Stored items -
────────

use thiserror::Error;

#[derive(Error, Debug)]
pub enum CrawlError {
    #[error("Invalid host: {0}")]
    InvalidHost(String),

    #[error("Worker task failed: {0}")]
    Join(#[from] tokio::task::JoinError),
}

pub type Result<T> = std::result::Result<T, CrawlError>;
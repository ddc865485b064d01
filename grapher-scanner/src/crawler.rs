use crate::error::Result;
use crate::frontier::Frontier;
use crate::result::PageResult;
use crate::scraper::HostScraper;
use std::collections::{HashMap, HashSet};
use std::sync::Arc;
use std::time::Duration;
use tokio::sync::mpsc;
use tracing::{debug, info};

const DEFAULT_WORKERS: usize = 100;

/// Coordinates the crawl of a single host: a pool of fetch workers pulls
/// URLs from the shared [`Frontier`] while the calling task aggregates
/// their results and feeds newly discovered URLs back in. The site ->
/// links map is owned by the aggregator alone, so it needs no locking.
pub struct Crawler {
    scraper: Arc<HostScraper>,
    workers: usize,
}

impl Crawler {
    pub fn new(host: &str) -> Result<Self> {
        Ok(Self {
            scraper: Arc::new(HostScraper::new(host)?),
            workers: DEFAULT_WORKERS,
        })
    }

    pub fn with_timeout(host: &str, timeout: Duration) -> Result<Self> {
        Ok(Self {
            scraper: Arc::new(HostScraper::with_timeout(host, timeout)?),
            workers: DEFAULT_WORKERS,
        })
    }

    pub fn with_workers(mut self, workers: usize) -> Self {
        self.workers = workers.max(1);
        self
    }

    /// Crawls the host starting from its root and returns the raw link
    /// graph: every visited URL mapped to the distinct in-domain URLs it
    /// links to. Values may reference pages that failed to fetch; see the
    /// compression pass for the cleaned form.
    pub async fn crawl(&self) -> Result<HashMap<String, Vec<String>>> {
        let root = self.scraper.root_url();
        info!("Starting crawl of {} with {} workers", root, self.workers);

        let frontier = Arc::new(Frontier::new());
        let mut claimed = HashSet::new();
        claimed.insert(root.clone());
        frontier.submit(root);

        let (results_tx, mut results_rx) = mpsc::channel::<PageResult>(self.workers);

        let mut pool = Vec::with_capacity(self.workers);
        for worker_id in 0..self.workers {
            let frontier = frontier.clone();
            let scraper = self.scraper.clone();
            let results_tx = results_tx.clone();

            pool.push(tokio::spawn(async move {
                debug!("Worker {} started", worker_id);
                while let Some(url) = frontier.take().await {
                    let links = scraper.scrape(&url).await;
                    if results_tx.send(PageResult::new(url, links)).await.is_err() {
                        break;
                    }
                }
                debug!("Worker {} finished", worker_id);
            }));
        }
        // The aggregator holds no sender; the channel closes when the last
        // worker exits.
        drop(results_tx);

        let ticker = tokio::spawn({
            let frontier = frontier.clone();
            async move {
                loop {
                    tokio::time::sleep(Duration::from_secs(1)).await;
                    info!("Currently {} items in queue", frontier.len());
                }
            }
        });

        let mut graph = HashMap::new();
        while let Some(result) = results_rx.recv().await {
            for url in self.ingest(&mut graph, &mut claimed, result) {
                frontier.submit(url);
            }
            frontier.complete();
        }

        ticker.abort();
        for worker in pool {
            worker.await?;
        }

        info!("Crawl complete, {} pages visited", graph.len());
        Ok(graph)
    }

    /// Folds one page result into the graph: deduplicates the page's
    /// links, records them against the site, and returns the links that
    /// have never been claimed before (re-checked against the domain
    /// filter). The caller must submit every returned URL before marking
    /// the page complete.
    fn ingest(
        &self,
        graph: &mut HashMap<String, Vec<String>>,
        claimed: &mut HashSet<String>,
        result: PageResult,
    ) -> Vec<String> {
        let unique: HashSet<String> = result.links.into_iter().collect();

        let mut discovered = Vec::new();
        for link in &unique {
            if claimed.contains(link) {
                continue;
            }
            if let Some(resolved) = self.scraper.resolve(link) {
                claimed.insert(resolved.clone());
                discovered.push(resolved);
            }
        }

        graph.insert(result.site, unique.into_iter().collect());
        discovered
    }
}
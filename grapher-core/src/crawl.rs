use crate::graph::LinkGraph;
use grapher_scanner::error::Result;
use grapher_scanner::Crawler;
use std::time::Duration;
use tracing::debug;

/// Options for configuring a crawl operation
pub struct CrawlOptions {
    pub host: String,
    pub workers: usize,
    pub timeout: Duration,
}

impl CrawlOptions {
    pub fn new(host: impl Into<String>) -> Self {
        Self {
            host: host.into(),
            workers: 100,
            timeout: Duration::from_secs(10),
        }
    }
}

/// Crawls the host described by `options` and returns its compressed
/// link graph, ready for export.
pub async fn execute_crawl(options: CrawlOptions) -> Result<LinkGraph> {
    let crawler =
        Crawler::with_timeout(&options.host, options.timeout)?.with_workers(options.workers);

    let raw = crawler.crawl().await?;
    let edges_before: usize = raw.values().map(Vec::len).sum();

    let mut graph = LinkGraph::from_crawl(raw);
    graph.compress();

    let edges_after: usize = graph.nodes().map(|n| graph.links(n).unwrap().len()).sum();
    debug!(
        "Compressed graph: {} nodes, {} of {} edges kept",
        graph.len(),
        edges_after,
        edges_before
    );

    Ok(graph)
}
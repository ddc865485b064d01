pub mod crawler;
pub mod error;
pub mod frontier;
pub mod result;
pub mod scraper;

pub use crawler::Crawler;
pub use error::CrawlError;
pub use frontier::Frontier;
pub use result::PageResult;
pub use scraper::HostScraper;
//! 待同步日志 DAO - pending_operation 表

use rusqlite::{params, params_from_iter, Connection, Row};

use super::parse_column;
use crate::error::Result;
use crate::storage::entities::{EntityKind, PendingOperation};

const COLUMNS: &str = "seq, id, entity_kind, entity_id, action, payload, timestamp";

/// 单条 SQL 中 IN 列表的上限，低于 SQLite 默认变量上限
const IN_CHUNK: usize = 500;

pub struct PendingOperationDao<'a> {
    conn: &'a Connection,
}

impl<'a> PendingOperationDao<'a> {
    pub fn new(conn: &'a Connection) -> Self {
        Self { conn }
    }

    /// 追加一条记录，返回本地 seq
    pub fn insert(&self, op: &PendingOperation) -> Result<i64> {
        let payload = match &op.payload {
            Some(v) => Some(serde_json::to_string(v)?),
            None => None,
        };
        self.conn.execute(
            "INSERT INTO pending_operation (id, entity_kind, entity_id, action, payload, timestamp)
             VALUES (?1, ?2, ?3, ?4, ?5, ?6)",
            params![
                op.id,
                op.entity_kind.as_str(),
                op.entity_id,
                op.action.as_str(),
                payload,
                op.timestamp
            ],
        )?;
        Ok(self.conn.last_insert_rowid())
    }

    /// 全部记录，按 timestamp 升序，同一时间戳按 seq
    pub fn list_ordered(&self) -> Result<Vec<PendingOperation>> {
        let sql = format!(
            "SELECT {} FROM pending_operation ORDER BY timestamp ASC, seq ASC",
            COLUMNS
        );
        let mut stmt = self.conn.prepare(&sql)?;
        let rows = stmt.query_map([], row_to_operation)?;
        Ok(rows.collect::<rusqlite::Result<Vec<_>>>()?)
    }

    /// 删除给定实体 id 中 seq <= max_seq 的记录，返回删除条数
    pub fn delete_by_entity_ids(&self, entity_ids: &[String], max_seq: i64) -> Result<usize> {
        let mut removed = 0usize;
        for chunk in entity_ids.chunks(IN_CHUNK) {
            let placeholders = vec!["?"; chunk.len()].join(", ");
            let sql = format!(
                "DELETE FROM pending_operation WHERE seq <= ? AND entity_id IN ({})",
                placeholders
            );
            let mut values: Vec<rusqlite::types::Value> = Vec::with_capacity(chunk.len() + 1);
            values.push(max_seq.into());
            values.extend(chunk.iter().map(|id| id.clone().into()));
            removed += self.conn.execute(&sql, params_from_iter(values))?;
        }
        Ok(removed)
    }

    pub fn count(&self) -> Result<u64> {
        let n: i64 = self
            .conn
            .query_row("SELECT COUNT(*) FROM pending_operation", [], |r| r.get(0))?;
        Ok(n as u64)
    }

    /// 仍有未同步记录的实体 id（可按类型过滤）
    pub fn distinct_entity_ids(&self, kind: Option<EntityKind>) -> Result<Vec<String>> {
        let ids = match kind {
            Some(kind) => {
                let mut stmt = self.conn.prepare(
                    "SELECT DISTINCT entity_id FROM pending_operation WHERE entity_kind = ?1",
                )?;
                let rows = stmt.query_map(params![kind.as_str()], |r| r.get::<_, String>(0))?;
                rows.collect::<rusqlite::Result<Vec<_>>>()?
            }
            None => {
                let mut stmt = self
                    .conn
                    .prepare("SELECT DISTINCT entity_id FROM pending_operation")?;
                let rows = stmt.query_map([], |r| r.get::<_, String>(0))?;
                rows.collect::<rusqlite::Result<Vec<_>>>()?
            }
        };
        Ok(ids)
    }

    pub fn max_timestamp(&self) -> Result<Option<i64>> {
        let ts: Option<i64> = self
            .conn
            .query_row("SELECT MAX(timestamp) FROM pending_operation", [], |r| r.get(0))?;
        Ok(ts)
    }
}

fn row_to_operation(row: &Row<'_>) -> rusqlite::Result<PendingOperation> {
    let payload: Option<String> = row.get(5)?;
    let payload = match payload {
        Some(text) => Some(serde_json::from_str(&text).map_err(|e| {
            rusqlite::Error::FromSqlConversionFailure(5, rusqlite::types::Type::Text, Box::new(e))
        })?),
        None => None,
    };
    Ok(PendingOperation {
        seq: row.get(0)?,
        id: row.get(1)?,
        entity_kind: parse_column(2, row.get(2)?)?,
        entity_id: row.get(3)?,
        action: parse_column(4, row.get(4)?)?,
        payload,
        timestamp: row.get(6)?,
    })
}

────────

Problem description - The lines from the start of the entries above through the line containing "the raw link" are the ones to return, please; copy them exactly and include both ends.

Worked solution -
use thiserror::Error;

#[derive(Error, Debug)]
pub enum CrawlError {
    #[error("Invalid host: {0}")]
    InvalidHost(String),

    #[error("Worker task failed: {0}")]
    Join(#[from] tokio::task::JoinError),
}

pub type Result<T> = std::result::Result<T, CrawlError>;
repository ddc865485b064d01
filename grapher-scanner/src/crawler.rs
use crate::error::Result;
use crate::frontier::Frontier;
use crate::result::PageResult;
use crate::scraper::HostScraper;
use std::collections::{HashMap, HashSet};
use std::sync::Arc;
use std::time::Duration;
use tokio::sync::mpsc;
use tracing::{debug, info};

const DEFAULT_WORKERS: usize = 100;

/// Coordinates the crawl of a single host: a pool of fetch workers pulls
/// URLs from the shared [`Frontier`] while the calling task aggregates
/// their results and feeds newly discovered URLs back in. The site ->
/// links map is owned by the aggregator alone, so it needs no locking.
pub struct Crawler {
    scraper: Arc<HostScraper>,
    workers: usize,
}

impl Crawler {
    pub fn new(host: &str) -> Result<Self> {
        Ok(Self {
            scraper: Arc::new(HostScraper::new(host)?),
            workers: DEFAULT_WORKERS,
        })
    }

    pub fn with_timeout(host: &str, timeout: Duration) -> Result<Self> {
        Ok(Self {
            scraper: Arc::new(HostScraper::with_timeout(host, timeout)?),
            workers: DEFAULT_WORKERS,
        })
    }

    pub fn with_workers(mut self, workers: usize) -> Self {
        self.workers = workers.max(1);
        self
    }

    /// Crawls the host starting from its root and returns the raw link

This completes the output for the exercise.